The East River bridge tolls for thee - Brooklynites oppose new revenue scheme • Brooklyn Paper

The East River bridge tolls for thee – Brooklynites oppose new revenue scheme

For Bergen Beach resident Jay Fromer, whose Jay’s Way Moving business operates in both Brooklyn and Manhattan, the thought of tolls on the East River Bridges leaves a bad taste in his mouth.

“It will fall back on the consumer. If I have to pay, they will have to pay,” said Fromer. “It all trickles down, and makes things harder and harder on everybody. Also how is traffic going to be if there’s a toll? It’s ridiculous to me. This city is out of hand.”

Charging motorists $5 to enter Manhattan via the Williamsburg, Manhattan, and Brooklyn Bridges was one of the state-appointed Ravitch Commission recommendations to close the MTA’s $1.2 billion operating budget gap.

The MTA also has a $25-$30 billion capital budget for the years 2010-14.

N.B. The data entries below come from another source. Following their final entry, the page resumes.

pub mod create;
pub mod list;
pub mod students;

use actix_web::{HttpRequest, HttpResponse, Result as ActixResult};
use std::sync::Arc;

use crate::models::divisions::requests::CreateDivisionRequest;
use crate::storage::Storage;

pub struct DivisionService {
    storage: Option<Arc<dyn Storage>>,
}

impl DivisionService {
    pub fn new_lazy() -> Self {
        Self { storage: None }
    }

    pub(crate) fn get_storage(&self, request: &HttpRequest) -> Arc<dyn Storage> {
        if let Some(storage) = &self.storage {
            storage.clone()
        } else {
            request
                .app_data::<actix_web::web::Data<Arc<dyn Storage>>>()
                .expect("Storage not found in app data")
                .get_ref()
                .clone()
        }
    }

    // 创建分组
    pub async fn create_division(
        &self,
        division_data: CreateDivisionRequest,
        request: &HttpRequest,
    ) -> ActixResult<HttpResponse> {
        create::create_division(self, division_data, request).await
    }

    // 列出当前教师所在年级的分组
    pub async fn list_for_teacher(&self, request: &HttpRequest) -> ActixResult<HttpResponse> {
        list::list_for_teacher(self, request).await
    }

    // 按年级列出分组
    pub async fn list_by_year(
        &self,
        year: String,
        request: &HttpRequest,
    ) -> ActixResult<HttpResponse> {
        list::list_by_year(self, year, request).await
    }

    // 列出某分组中当前教师年级的学生
    pub async fn list_students(
        &self,
        division_id: i64,
        request: &HttpRequest,
    ) -> ActixResult<HttpResponse> {
        students::list_students(self, division_id, request).await
    }
}
pub use super::attendance_records::Entity as AttendanceRecords;
pub use super::divisions::Entity as Divisions;
pub use super::teacher_assignments::Entity as TeacherAssignments;
pub use super::test_marks::Entity as TestMarks;
pub use super::tests::Entity as Tests;
pub use super::users::Entity as Users;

The commission estimated that tolling the East River and Harlem River Bridges would generate about $600 million.

Other Ravitch Commission recommendations included raising subway and bus fares 8 percent, and employers in the 12 counties within the MTA jurisdiction paying a new Mobility Tax equal to one-third of one percent of wages ($330 per each $100,000 in payroll).

The Mobility Tax is estimated to bring in $1.5 billion a year into for the MTA.

But tolling the East River Bridges is what drew the ire of most Brooklynites interviewed for this story.

“I am absolutely opposed to it,” said Fran Vella-Marone, president of the Dyker Heights Civic Association (DHCA).

Vella-Marone said that for years the DHCA has been hearing stories about improved regular and express bus service in the neighborhood and it has never materialized.

“We already are poorly serviced and my understanding is they (MTA) are already proposing cutting local bus routes and weekend service of express buses,” said Vella-Marone.

“I understand the MTA needs more funds, but every time we’re turning around they are picking average citizens’ pockets,” she said.

Some Brooklyn civic groups located closer to the bridges, however, said they favored the idea of the tolls.

“We have in the past supported congestion pricing and we were advocates for East River tolls because Brooklyn Heights is a neighborhood subject to a lot of through traffic and we felt utilizing tolls on bridges would help mitigate traffic,” said Judy Stanton, executive director of the Brooklyn Heights Association.

Borough President Marty Markowitz remains a strong opponent of the plan to toll the bridges.

“I absolutely do not support tolling the bridges on the East River, which would absolutely unfairly burden Brooklynites and all outer-borough commuters, including those in Staten Island, who are already overburdened by tolls and underserved by public transit,” he added.

Markowitz said contrary to the assumption that only rich people have cars, many outer-borough residents in areas underserved by mass transit are often less affluent, and rely on vehicles for their livelihoods.

“These tolls are basically an attempt to balance the transit system’s books on the backs of working people and small businesses,” he said.

MTA spokesperson Aaron Donovan said the commission’s report now goes before the State Legislature, where Albany can act on all, part or none of the recommendations.

If the state does not do anything, the MTA board will vote on Dec. 17 on its own recommendations to close the budget gap to adopt its fiscal year 2009 budget, said Donovan.